O CAMINHO DA SERPENTE

"Reconhecer a verdade como verdade, e ao mesmo tempo como erro; viver os contrários, não os aceitando; sentir tudo de todas as maneiras, e não ser nada, no fim, senão o entendimento de tudo [...]".

"Ela atravessa todos os mistérios e não chega a conhecer nenhum, pois lhes conhece a ilusão e a lei. Assume formas com que, e em que, se nega, porque, como passa sem rasto recto, pode deixar o que foi, visto que verdadeiramente o não foi. Deixa a Cobra do Éden como pele largada, as formas que assume não são mais que peles que larga.
E quando, sem ter tido caminho, chega a Deus, ela, como não teve caminho, passa para além de Deus, pois chegou ali de fora"

- Fernando Pessoa, O Caminho da Serpente

Saúde, Irmãos ! É a Hora !


sexta-feira, 23 de janeiro de 2009

"Ich bin das Messer mit dem der Tote seinen Sarg aufsprengt" / "Eu sou a faca com que o morto abre o caixão"


Eu sou o anjo do desespero. Com as minhas mãos distribuo o êxtase, o adormecimento, o esquecimento, gozo e dor dos corpos. A minha fala é o silêncio, o meu canto o grito. Na sombra das minhas asas mora o terror. A minha esperança é o último sopro. A minha esperança é a primeira batalha. Eu sou a faca com que o morto abre o caixão. Eu sou aquele que há-de ser. O meu voo é a revolta, o meu céu o abismo de amanhã.
- Heiner Müller, "O anjo do desespero", in O Anjo do Desespero, tradução, posfácio e notas de João Barrento, Lisboa, Relógio d'Água, 1997, p.51.

10 comentários:

Luiz Pires dos Reys disse...

Quanto daquilo, de que somos hoje testemunhas no mundo, não grita nas poderosíssimas palavras de Heiner Müller!

Desespero,
(ilusório) êxtase,
torpor (vendido como o contrário),
gozo (fátuo),
dor nos corpos,
terror,
faca,
último sopro,
voo
céu,
revolta,
abismo do amanhã...
Pura enumeração duma galeria de horrores!

Grato, Paulo, pelo abanão que sempre importa em nós manter, para não cairmos no mais variegado quebranto...

Anónimo disse...

Força pura! Fôssemos nós estes mortos, não aqueles que se fecham no caixão da existência!

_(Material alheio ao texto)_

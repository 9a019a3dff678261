use thiserror::Error;

#[derive(Error, Debug)]
pub enum ImageError {
    #[error("io error: {0}")]
    Io(#[from] std::io::Error),
    #[error("format error: {0}")]
    Format(String),
}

Luiz Pires dos Reys disse...

Imaginei-te morto, Rasputine!
Afinal estás como, alma pérfida e perdida?
Morto-vivo ou vivo-morto?
No fundo, tanto faz!
Já mal não fazes!
Nem mesmo a ti próprio.


Quanto a caixões:
É por isso é que certa tradição representa o Cristo recém-nascido, no presépio dentro dum sarcófago de madeira, entre as palhas da manjedoura:

O Vivo nasce entre os semi-mortos!
Incarnar é, para Ele, "insarcofagir-Se", o que é dizer o mesmo de outra maneira!

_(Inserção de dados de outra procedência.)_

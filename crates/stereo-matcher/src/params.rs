//! Matching parameters
//!
//! Disparities are searched as indices `d` in `0..disparity_search_width`
//! presented in increasing order; the physical disparity of index `d` is
//! `disparity_max - d`, so `disparity_min()` is the smallest value the
//! engine can report. `validate` rejects every combination the engines
//! treat as a contract violation.

use serde::{Deserialize, Serialize};

use crate::error::{MatchError, Result};

/// How the horizontal and vertical back trackers observe the presented
/// costs (see the module docs of `tracker`).
#[derive(Debug, Clone, Copy, PartialEq, Eq, Default, Serialize, Deserialize)]
pub enum BackMatchAlignment {
    /// Back trackers see the cost at the same search index as the forward
    /// tracker.
    #[default]
    SameDisparity,
    /// Back trackers see the previous step's cost, reproducing the delay
    /// line of the classic implementation; the cost at the last search
    /// index never reaches them.
    OneStepBehind,
}

#[derive(Debug, Clone, PartialEq, Serialize, Deserialize)]
pub struct Parameters {
    /// Side length of the square aggregation window, odd and >= 3.
    pub window_size: usize,
    /// Number of disparity hypotheses tested per pixel.
    pub disparity_search_width: usize,
    /// Largest disparity hypothesis.
    pub disparity_max: usize,
    /// Allowed disagreement between forward and back match, in search steps.
    pub disparity_inconsistency: usize,
    /// Saturation threshold of the per-pixel difference metric.
    pub intensity_diff_max: i32,
    /// Re-check each match from the right image's point of view.
    pub do_horizontal_back_match: bool,
    /// Re-check each match from the top image's point of view (trinocular).
    pub do_vertical_back_match: bool,
    pub back_match_alignment: BackMatchAlignment,
    /// Rows per parallel band.
    pub grain_size: usize,
}

impl Default for Parameters {
    fn default() -> Self {
        Self {
            window_size: 11,
            disparity_search_width: 64,
            disparity_max: 64,
            disparity_inconsistency: 2,
            intensity_diff_max: 20,
            do_horizontal_back_match: true,
            do_vertical_back_match: true,
            back_match_alignment: BackMatchAlignment::default(),
            grain_size: 100,
        }
    }
}

impl Parameters {
    /// Smallest reportable disparity.
    pub fn disparity_min(&self) -> usize {
        self.disparity_max - self.disparity_search_width + 1
    }

    pub fn validate(&self) -> Result<()> {
        if self.window_size < 3 || self.window_size % 2 == 0 {
            return Err(MatchError::Config(format!(
                "window size must be odd and >= 3, got {}",
                self.window_size
            )));
        }
        if self.disparity_search_width < 1 {
            return Err(MatchError::Config(
                "disparity search width must be >= 1".into(),
            ));
        }
        if self.disparity_max < self.disparity_search_width {
            return Err(MatchError::Config(format!(
                "disparity max {} smaller than search width {}",
                self.disparity_max, self.disparity_search_width
            )));
        }
        if self.disparity_min() < 1 {
            return Err(MatchError::Config(
                "disparity min must be >= 1 so that 0 stays the invalid marker".into(),
            ));
        }
        if self.intensity_diff_max < 1 {
            return Err(MatchError::Config(
                "intensity difference threshold must be >= 1".into(),
            ));
        }
        if self.grain_size < 1 {
            return Err(MatchError::Config("grain size must be >= 1".into()));
        }
        Ok(())
    }

    /// Validation against a concrete image geometry.
    pub fn validate_for(&self, width: usize, height: usize) -> Result<()> {
        self.validate()?;
        if self.window_size > height {
            return Err(MatchError::Config(format!(
                "window size {} exceeds image height {}",
                self.window_size, height
            )));
        }
        if self.window_size > width {
            return Err(MatchError::Config(format!(
                "window size {} exceeds image width {}",
                self.window_size, width
            )));
        }
        Ok(())
    }
}

/// Guided-filter engine parameters.
#[derive(Debug, Clone, PartialEq, Serialize, Deserialize)]
pub struct GfParameters {
    pub matching: Parameters,
    /// Guided-filter regularization, in squared-intensity units.
    pub epsilon: f32,
    /// Weight of the second-best hypothesis in the reported disparity.
    pub blend: f32,
}

impl Default for GfParameters {
    fn default() -> Self {
        Self {
            matching: Parameters::default(),
            epsilon: 16.0,
            blend: 0.0,
        }
    }
}

impl GfParameters {
    pub fn validate(&self) -> Result<()> {
        self.matching.validate()?;
        if self.epsilon < 0.0 {
            return Err(MatchError::Config("epsilon must be >= 0".into()));
        }
        if !(0.0..1.0).contains(&self.blend) {
            return Err(MatchError::Config(format!(
                "blend must lie in [0, 1), got {}",
                self.blend
            )));
        }
        Ok(())
    }
}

Boa estadia, "onde" quer que estejas, Rasputine!
Vai aparecendo!

Anónimo disse...

Lapdrey, queres um beijo na boca ou uma faca no coração?

Paulo Borges disse...

Lapdrey, eu não sinto necessariamente horrores, mas antes uma enorme pujança de Ressurreição. Desespero também é não esperar e ser desde já o que mais importa.
Claro que sou suspeito, com a minha forte costela de niilista místico (com a qual o budismo nada tem a ver, diga-se em abono da verdade).

Paulo Borges disse...

E adoro esta força bárbara e arcaica que a língua alemã ainda tem, tão perdida na latina e suas derivadas, embora com outros ganhos.

Marta Rema disse...

Paulo, adoro este livro (acho que cheguei a falar dele contigo!?) e já não pensava nele há muito tempo.
"uma enorme pujança de Ressurreição": só me apetece bater palmas, se tivesses dito isso ao pé de mim já estavas a ouvir as gargalhadas. :-) rio porque percebo. e apetece-me dizer: EXACTO!

Marta Rema disse...

ah, esqueci-me: no outro dia conheci aqui na terra uma pessoa extraordinária, num sítio onde só se pode conhecer pessoas extraordinárias (se um dia cá vieres, temos de lá ir): uma tasca numa aldeia aqui ao lado, que parece uma gruta, onde se come, se bebe e se dança portuguesamente entre as mesas e as cadeiras, se serve o café das velhas no fim (alguém sabe o que é isso? :-)) e a certa altura a dona fecha a porta e diz aos clientes descontraidamente: «podem fumar!»
enfim, nesta tasca, conheci um alemão que trabalha na produção da melhor aguardente nacional e é um apaixonado por História. e tivemos uma conversa maravilhosa à mesa sobre História, pautada com o seu acordeão e as minhas desafinadas cantorias. a certa altura falávamos sobre línguas e ele diz isto: «há um povo, de que ninguém fala, cujos sons da língua são muito parecidos com o Português. são os suevos, que são o único povo além do português com sons nasalados.»
lembrei-me disto, naturalmente, porque ele era alemão e eu dizia que adorava o alemão e ninguém percebia porquê (ele próprio não gostava, gostava de português). mas ensinou-me umas coisas :-)

Paulo Borges disse...

Maísha, que vontade de conhecer essa tasca-gruta, onde acontecimentos e encontros portentosos ainda podem ter lugar! Portugal a sobreviver-se.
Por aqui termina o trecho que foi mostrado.